Baldness as a result of age didn't seem to happen much in Biblical times. For a study on the meaning of baldness in the Bible, see our Bible Commentary special on Hair in the Bible.
Our verb comes with the following derivations:
- The adjective קרח (qereah) meaning bald (Leviticus 13:40).
- The feminine noun קרחה (qorha), meaning baldness (Isaiah 3:24, Amos 8:10).
- The feminine noun קרחת (qarahat), meaning baldness (of head or forehead - Leviticus 13:42).
The masculine noun קרח (qerah) means frost or ice and was obviously derived from the form קרח (qrh). But since its meaning is so far removed from baldness, scholars assume that there must exist a second root קרח (qrh). What that root might mean is unknown (being white? being cold? like what your head feels like when you shave off your hair?), but the word קרח (qerah) meaning frost or ice occurs about half a dozen times in the Bible (Genesis 31:40, Psalm 147:17, Job 6:16).

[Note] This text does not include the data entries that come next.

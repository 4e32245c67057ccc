use super::config::{SchedulerConfig, SessionConfig};
use super::error::SessionError;
use super::model::{EndReason, GdSession, SessionPhase, SessionSummary};
use super::scheduler::Scheduler;
use super::state::{Effect, FollowUp, SessionEvent, SessionNotice, SessionState};
use super::stats::SessionStats;
use crate::random::{RandomSource, StdRandom};
use chrono::Utc;
use std::sync::atomic::{AtomicBool, Ordering};
use std::sync::Arc;
use std::time::Duration;
use tokio::sync::{broadcast, watch, Mutex};
use tokio::time::Instant;
use tracing::{debug, info, warn};

/// Buffered notices per subscriber before the oldest are dropped
const NOTICE_CAPACITY: usize = 256;

/// Everything mutated under the session lock
struct Core {
    state: SessionState,
    random: Box<dyn RandomSource>,
    summary: Option<SessionSummary>,
}

/// State shared between the handle and its scheduled tasks
struct Shared {
    session_id: String,
    timing: SchedulerConfig,
    core: Mutex<Core>,
    scheduler: Scheduler,
    notices: broadcast::Sender<SessionNotice>,
    phase: watch::Sender<SessionPhase>,
}

/// A running group-discussion session
///
/// Owns the countdown, the AI line scheduler and every transient timer. All
/// of them check the session phase inside the same critical section as their
/// mutation, so nothing lands after `end_session` or `dispose` returns.
pub struct SessionHandle {
    shared: Arc<Shared>,
    phase_rx: watch::Receiver<SessionPhase>,
    disposed: AtomicBool,
}

impl SessionHandle {
    /// Create and start a session. Must be called from within a tokio runtime.
    pub fn create(
        config: SessionConfig,
        random: Box<dyn RandomSource>,
    ) -> Result<Self, SessionError> {
        config.validate()?;

        let session_id = format!("gd-{}", uuid::Uuid::new_v4());
        info!(
            "Creating discussion session: {} ({} AI participants, {}s)",
            session_id,
            config.ai_participants.len(),
            config.duration_secs
        );

        let (notices, _) = broadcast::channel(NOTICE_CAPACITY);
        let (phase, phase_rx) = watch::channel(SessionPhase::Active);

        let shared = Arc::new(Shared {
            session_id,
            timing: config.scheduler.clone(),
            core: Mutex::new(Core {
                state: SessionState::new(&config, Utc::now()),
                random,
                summary: None,
            }),
            scheduler: Scheduler::new(),
            notices,
            phase,
        });

        Shared::start_timer(&shared);
        Shared::start_ai_lines(&shared);

        info!("Discussion session started: {}", shared.session_id);

        Ok(Self {
            shared,
            phase_rx,
            disposed: AtomicBool::new(false),
        })
    }

    /// Create a session with the stock topic, roster and timings
    pub fn create_default() -> Result<Self, SessionError> {
        Self::create(SessionConfig::default(), Box::new(StdRandom::from_entropy()))
    }

    pub fn id(&self) -> &str {
        &self.shared.session_id
    }

    /// Snapshot of the whole session
    pub async fn session(&self) -> GdSession {
        self.shared.core.lock().await.state.snapshot()
    }

    pub async fn time_remaining(&self) -> u32 {
        self.shared.core.lock().await.state.time_remaining()
    }

    pub fn phase(&self) -> SessionPhase {
        *self.phase_rx.borrow()
    }

    pub fn is_active(&self) -> bool {
        self.phase().is_active()
    }

    pub async fn stats(&self) -> SessionStats {
        let core = self.shared.core.lock().await;
        SessionStats::from_state(&core.state)
    }

    /// Final view of the session, available once it has ended
    pub async fn summary(&self) -> Option<SessionSummary> {
        self.shared.core.lock().await.summary.clone()
    }

    /// Receive change notices from now on
    pub fn subscribe(&self) -> broadcast::Receiver<SessionNotice> {
        self.shared.notices.subscribe()
    }

    /// Watch the lifecycle phase
    pub fn watch_phase(&self) -> watch::Receiver<SessionPhase> {
        self.phase_rx.clone()
    }

    /// Resolve once the session has ended, by timeout or explicitly
    pub async fn wait_until_ended(&self) -> Option<SessionSummary> {
        let mut rx = self.phase_rx.clone();
        let ended = rx.wait_for(|p| *p == SessionPhase::Ended).await.is_ok();
        if !ended {
            warn!("Phase channel closed before session {} ended", self.id());
        }
        self.summary().await
    }

    pub async fn toggle_mute(&self) {
        self.shared.apply(SessionEvent::ToggleMute).await;
    }

    pub async fn toggle_video(&self) {
        self.shared.apply(SessionEvent::ToggleVideo).await;
    }

    pub async fn toggle_hand_raise(&self) {
        self.shared.apply(SessionEvent::ToggleHandRaise).await;
    }

    pub async fn toggle_recording(&self) {
        self.shared.apply(SessionEvent::ToggleRecording).await;
    }

    pub async fn toggle_screen_share(&self) {
        self.shared.apply(SessionEvent::ToggleScreenShare).await;
    }

    /// Send a line as the human participant; blank input is ignored.
    /// Returns whether the line reached the transcript.
    pub async fn send_message(&self, text: &str) -> bool {
        self.shared
            .apply(SessionEvent::Send {
                content: text.to_string(),
                at: Utc::now(),
            })
            .await
    }

    /// Float an emoji reaction over the room
    pub async fn react(&self, emoji: &str) {
        self.shared
            .apply(SessionEvent::React {
                emoji: emoji.to_string(),
                at: Utc::now(),
            })
            .await;
    }

    /// End the session now. No-op if it already ended.
    pub async fn end_session(&self) {
        self.shared
            .apply(SessionEvent::End(EndReason::EndedByUser))
            .await;
    }

    /// Cancel all pending timed work and end the session if still active
    pub async fn dispose(&self) {
        if self.disposed.swap(true, Ordering::SeqCst) {
            debug!("Session {} already disposed", self.id());
            return;
        }

        info!("Disposing discussion session: {}", self.id());
        self.shared.apply(SessionEvent::End(EndReason::Disposed)).await;
        self.shared.scheduler.cancel_all();
    }

    /// Number of scheduled tasks still in flight
    pub fn pending_tasks(&self) -> usize {
        self.shared.scheduler.pending()
    }
}

impl Drop for SessionHandle {
    fn drop(&mut self) {
        if !self.disposed.load(Ordering::SeqCst) {
            warn!("Session {} dropped without dispose", self.shared.session_id);
        }
        self.shared.scheduler.cancel_all();
    }
}

impl Shared {
    /// Lock, apply one event and act on its effect
    /// Returns false when the state machine ignored the event
    async fn apply(self: &Arc<Self>, event: SessionEvent) -> bool {
        let mut core = self.core.lock().await;
        let effect = core.state.apply(event);
        let applied = !effect.is_ignored();
        self.dispatch(&mut core, effect);
        applied
    }

    /// Publish notices, schedule follow-ups and tear down on deactivation.
    /// Runs with the session lock held.
    fn dispatch(self: &Arc<Self>, core: &mut Core, effect: Effect) {
        if effect.is_ignored() {
            return;
        }

        for notice in effect.notices {
            // No subscribers is fine
            let _ = self.notices.send(notice);
        }

        match effect.follow_up {
            Some(FollowUp::ResetSpeaking { participant_id }) => {
                let shared = Arc::clone(self);
                self.scheduler.spawn_after(self.timing.speaking_window, async move {
                    shared
                        .apply(SessionEvent::SpeakingElapsed { participant_id })
                        .await;
                });
            }
            Some(FollowUp::ExpireReaction { reaction_id }) => {
                let shared = Arc::clone(self);
                self.scheduler.spawn_after(self.timing.reaction_ttl, async move {
                    shared
                        .apply(SessionEvent::ReactionExpired { reaction_id })
                        .await;
                });
            }
            None => {}
        }

        if let Some(reason) = effect.ended {
            self.conclude(core, reason);
        }
    }

    /// Ending → Ended: stop every timer, freeze the transcript
    fn conclude(&self, core: &mut Core, reason: EndReason) {
        self.phase.send_replace(SessionPhase::Ending);
        self.scheduler.cancel_all();

        core.summary = core.state.finish(Utc::now());
        self.phase.send_replace(SessionPhase::Ended);

        let time_remaining = core.state.time_remaining();
        let _ = self.notices.send(SessionNotice::Ended {
            reason,
            time_remaining,
        });

        info!(
            "Session {} ended ({:?}, {}s remaining, {} transcript lines)",
            self.session_id,
            reason,
            time_remaining,
            core.state.transcript().len()
        );
    }

    fn start_timer(shared: &Arc<Self>) {
        let tick = shared.timing.tick;
        let this = Arc::clone(shared);

        shared.scheduler.spawn(async move {
            let mut ticker = tokio::time::interval_at(Instant::now() + tick, tick);
            loop {
                ticker.tick().await;

                let mut core = this.core.lock().await;
                if !core.state.is_active() {
                    break;
                }
                let effect = core.state.apply(SessionEvent::Tick);
                let ended = effect.ended.is_some();
                this.dispatch(&mut core, effect);
                if ended {
                    break;
                }
            }
            debug!("Countdown stopped for {}", this.session_id);
        });
    }

    fn start_ai_lines(shared: &Arc<Self>) {
        let initial = Arc::clone(shared);
        shared
            .scheduler
            .spawn_after(shared.timing.initial_delay, async move {
                initial.emit_ai_line().await;
            });

        // Cadence is anchored at session start, independent of the first line
        let this = Arc::clone(shared);
        shared.scheduler.spawn(async move {
            loop {
                let gap = match this.next_interval().await {
                    Some(gap) => gap,
                    None => break,
                };
                tokio::time::sleep(gap).await;
                if !this.emit_ai_line().await {
                    break;
                }
            }
            debug!("AI line scheduler stopped for {}", this.session_id);
        });
    }

    /// Draw the next gap between AI lines, or `None` once inactive
    async fn next_interval(&self) -> Option<Duration> {
        let mut core = self.core.lock().await;
        if !core.state.is_active() {
            return None;
        }
        let min = self.timing.min_interval;
        let spread = self.timing.max_interval.saturating_sub(min);
        Some(min + spread.mul_f64(core.random.next_unit()))
    }

    /// Emit one scripted line from a random AI participant.
    /// Returns false once the session is no longer active.
    async fn emit_ai_line(self: &Arc<Self>) -> bool {
        let mut core = self.core.lock().await;
        if !core.state.is_active() {
            return false;
        }

        let ai_count = core.state.ai_count();
        let speaker_slot = core.random.next_index(ai_count);
        let effect = core.state.apply(SessionEvent::AiTurn {
            speaker_slot,
            at: Utc::now(),
        });

        if let Some(SessionNotice::MessageAppended(message)) = effect.notices.first() {
            debug!(
                "AI line #{} from {}",
                core.state.response_cursor(),
                message.participant_name
            );
        }

        self.dispatch(&mut core, effect);
        true
    }
}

The climate in Israel during Biblical times seems to have been colder than nowadays. The connection between a bald head and a bald wintery landscape may not have been that much of a challenge to regular users of the Hebrew language. Hair was endowed with a symbolic value that had to do with intense experience, and thus with knowledge and thus with light and thus with heat. Hence baldness related to coldness.